▶ _What needs to be done_: How many of the lines below include the word "Create"? Only the number should be given.

++++ Material for the task ++++

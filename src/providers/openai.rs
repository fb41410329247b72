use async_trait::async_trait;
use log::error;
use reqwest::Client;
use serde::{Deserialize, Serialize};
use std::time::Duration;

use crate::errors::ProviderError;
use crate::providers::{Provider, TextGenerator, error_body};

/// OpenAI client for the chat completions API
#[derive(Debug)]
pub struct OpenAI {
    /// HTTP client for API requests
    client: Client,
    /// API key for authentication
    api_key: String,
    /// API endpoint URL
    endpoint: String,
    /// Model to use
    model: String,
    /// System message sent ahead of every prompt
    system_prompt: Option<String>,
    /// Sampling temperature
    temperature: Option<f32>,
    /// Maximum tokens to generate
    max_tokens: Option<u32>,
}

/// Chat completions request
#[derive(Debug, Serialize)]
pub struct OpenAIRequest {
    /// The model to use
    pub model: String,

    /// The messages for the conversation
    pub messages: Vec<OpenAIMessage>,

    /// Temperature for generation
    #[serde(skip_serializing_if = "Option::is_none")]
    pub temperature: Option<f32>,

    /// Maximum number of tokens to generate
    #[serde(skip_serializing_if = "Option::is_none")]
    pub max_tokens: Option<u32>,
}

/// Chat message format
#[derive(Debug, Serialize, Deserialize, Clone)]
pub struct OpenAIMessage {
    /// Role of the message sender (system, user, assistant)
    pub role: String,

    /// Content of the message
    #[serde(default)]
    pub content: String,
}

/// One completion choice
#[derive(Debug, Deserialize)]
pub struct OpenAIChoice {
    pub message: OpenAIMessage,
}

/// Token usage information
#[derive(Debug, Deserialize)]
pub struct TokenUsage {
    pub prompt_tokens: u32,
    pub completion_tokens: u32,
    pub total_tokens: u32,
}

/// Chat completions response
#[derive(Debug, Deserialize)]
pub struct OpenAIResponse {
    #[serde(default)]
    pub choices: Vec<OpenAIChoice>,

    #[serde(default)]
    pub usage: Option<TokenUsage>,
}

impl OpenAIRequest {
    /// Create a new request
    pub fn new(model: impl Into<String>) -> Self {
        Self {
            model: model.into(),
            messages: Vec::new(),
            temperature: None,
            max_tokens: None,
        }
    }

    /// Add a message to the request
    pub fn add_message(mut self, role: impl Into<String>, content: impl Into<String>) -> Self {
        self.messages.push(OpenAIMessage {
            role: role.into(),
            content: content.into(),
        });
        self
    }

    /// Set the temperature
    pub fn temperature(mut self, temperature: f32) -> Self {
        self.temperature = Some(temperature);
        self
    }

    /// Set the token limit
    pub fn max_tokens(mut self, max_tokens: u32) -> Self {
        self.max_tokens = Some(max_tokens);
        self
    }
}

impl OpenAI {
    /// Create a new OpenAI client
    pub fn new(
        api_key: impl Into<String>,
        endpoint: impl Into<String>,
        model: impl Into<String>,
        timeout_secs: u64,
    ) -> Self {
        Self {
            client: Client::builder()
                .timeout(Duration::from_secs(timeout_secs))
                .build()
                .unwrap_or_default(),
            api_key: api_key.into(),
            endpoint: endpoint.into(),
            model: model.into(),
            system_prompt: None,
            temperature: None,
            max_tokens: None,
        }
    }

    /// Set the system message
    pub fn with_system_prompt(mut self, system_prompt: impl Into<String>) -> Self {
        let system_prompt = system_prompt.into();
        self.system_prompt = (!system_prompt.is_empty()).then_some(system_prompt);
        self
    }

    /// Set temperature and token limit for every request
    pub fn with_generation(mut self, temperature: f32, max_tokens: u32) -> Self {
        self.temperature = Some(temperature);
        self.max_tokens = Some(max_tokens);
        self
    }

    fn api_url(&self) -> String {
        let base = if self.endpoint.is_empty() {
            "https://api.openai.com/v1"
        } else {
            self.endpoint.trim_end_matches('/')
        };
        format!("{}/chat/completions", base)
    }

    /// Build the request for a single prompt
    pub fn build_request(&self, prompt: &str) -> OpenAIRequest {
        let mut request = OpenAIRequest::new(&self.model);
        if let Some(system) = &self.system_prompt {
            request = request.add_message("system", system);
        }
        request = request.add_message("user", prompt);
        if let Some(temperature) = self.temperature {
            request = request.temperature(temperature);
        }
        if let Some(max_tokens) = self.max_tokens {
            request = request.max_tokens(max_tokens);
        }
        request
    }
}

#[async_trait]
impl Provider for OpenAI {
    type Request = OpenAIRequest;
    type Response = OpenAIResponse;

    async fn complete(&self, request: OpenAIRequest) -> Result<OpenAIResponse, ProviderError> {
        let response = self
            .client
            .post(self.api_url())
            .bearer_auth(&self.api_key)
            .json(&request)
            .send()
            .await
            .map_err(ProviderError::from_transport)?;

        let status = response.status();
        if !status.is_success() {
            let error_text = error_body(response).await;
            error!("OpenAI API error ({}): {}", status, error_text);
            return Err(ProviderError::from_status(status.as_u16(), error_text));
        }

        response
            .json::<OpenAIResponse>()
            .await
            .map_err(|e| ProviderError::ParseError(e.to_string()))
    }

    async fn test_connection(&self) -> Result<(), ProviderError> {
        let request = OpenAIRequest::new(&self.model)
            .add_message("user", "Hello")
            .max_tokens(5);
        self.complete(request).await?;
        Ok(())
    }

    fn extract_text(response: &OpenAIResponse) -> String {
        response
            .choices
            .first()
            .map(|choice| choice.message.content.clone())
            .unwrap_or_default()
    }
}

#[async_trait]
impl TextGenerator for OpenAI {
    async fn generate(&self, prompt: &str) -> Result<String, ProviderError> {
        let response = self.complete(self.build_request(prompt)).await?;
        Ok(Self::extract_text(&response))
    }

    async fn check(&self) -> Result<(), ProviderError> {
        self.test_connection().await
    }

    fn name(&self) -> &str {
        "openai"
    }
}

++++

▶ _Written reply_: 2